- Church: Roman Catholic Church
- Diocese: Bishop of Diocese of Roraima(emeritus)
- See: Diocese of Roraima
- In office: 1979–1996
- Predecessor: Servílio Conti
- Successor: Apparecido José Dias
- Previous post: Priest

Orders
- Ordination: 3 June 1943

Personal details
- Born: 1 November 1919 Pontestura, Italy
- Died: 15 April 2020 (aged 100) Moncalvo, Italy

= Aldo Mongiano =

Italian-Brazilian Catholic bishop (1919–2020)

Aldo Mongiano, IMC (1 November 1919 – 15 April 2020) was an Italian-born Brazil-based bishop of the Roman Catholic Church.
Mongiano was born in Pontestura, Italy, and was ordained a priest on 3 June 1943, from the religious order of the Consolata Missionaries.
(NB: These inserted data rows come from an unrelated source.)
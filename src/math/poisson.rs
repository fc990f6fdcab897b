//! Poisson and negative-binomial log-probabilities plus log-space reductions.
//!
//! Everything here works in natural-log space. Products of many per-bin
//! probabilities underflow quickly in linear space; sums of them are reduced
//! with [`log_sum_exp`].

use statrs::function::gamma::ln_gamma;

/// `ln(n!)` for each count.
pub fn ln_factorials(counts: &[u64]) -> Vec<f64> {
    counts.iter().map(|&n| ln_gamma(n as f64 + 1.0)).collect()
}

/// `ln Poisson(n | mean)` given a precomputed `ln(n!)`.
///
/// Negative means are clamped to zero: a zero mean yields probability one for
/// `n = 0` and zero otherwise.
#[inline]
pub fn ln_poisson(n: u64, mean: f64, ln_fact: f64) -> f64 {
    let mean = mean.max(0.0);
    if mean == 0.0 {
        return if n == 0 { 0.0 } else { f64::NEG_INFINITY };
    }
    n as f64 * mean.ln() - mean - ln_fact
}

/// `ln Poisson(k | mean)` for `k = 0..=n`, built recursively.
pub fn ln_poisson_series(n: u64, mean: f64) -> Vec<f64> {
    let mean = mean.max(0.0);
    let len = n as usize + 1;
    let mut out = vec![f64::NEG_INFINITY; len];
    if mean == 0.0 {
        out[0] = 0.0;
        return out;
    }
    let ln_mean = mean.ln();
    out[0] = -mean;
    for k in 1..len {
        out[k] = out[k - 1] + ln_mean - (k as f64).ln();
    }
    out
}

/// `ln NB(k | shape, p)` for `k = 0..=n`.
///
/// This is the gamma-marginalized Poisson: if `x ~ Gamma(shape, rate)` and
/// `k ~ Poisson(c * x)`, then `k ~ NB(shape, p = c / rate)` with
///
/// ```text
/// NB(0)   = (1 + p)^-shape
/// NB(k)   = NB(k-1) * p/(1+p) * (shape - 1 + k)/k
/// ```
pub fn ln_negative_binomial_series(n: u64, shape: f64, p: f64) -> Vec<f64> {
    let len = n as usize + 1;
    let mut out = vec![f64::NEG_INFINITY; len];
    let p = p.max(0.0);
    out[0] = -shape * p.ln_1p();
    if p == 0.0 {
        return out;
    }
    let ln_ratio = p.ln() - p.ln_1p();
    for k in 1..len {
        let dk = k as f64;
        out[k] = out[k - 1] + ln_ratio + (shape - 1.0 + dk).ln() - dk.ln();
    }
    out
}

/// Stable `ln(Σ exp(x_i))`. Returns `-inf` for an empty slice or all `-inf` terms.
pub fn log_sum_exp(values: &[f64]) -> f64 {
    let max = values.iter().copied().fold(f64::NEG_INFINITY, f64::max);
    if !max.is_finite() {
        // All -inf (or a +inf term, which dominates).
        return max;
    }
    let sum: f64 = values.iter().map(|v| (v - max).exp()).sum();
    max + sum.ln()
}

/// `ln Σ_k exp(a[k] + b[n-k])`: the discrete convolution of two pmfs at `n`.
pub fn ln_convolve_at(a: &[f64], b: &[f64], n: usize) -> f64 {
    let terms: Vec<f64> = (0..=n).map(|k| a[k] + b[n - k]).collect();
    log_sum_exp(&terms)
}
Mongiano was appointed bishop of the Diocese of Roraima as well as Titular bishop of Nasai on 14 May 1975, and consecrated on 5 October 1975. He resigned as Titular bishop of Nasai and was appointed bishop of Roraima on 4 December 1979. Mongiano retired from the Roraima Diocese on 26 June 1996. Mongiano died on 15 April 2020 at the age of 100 from complications from a broken femur.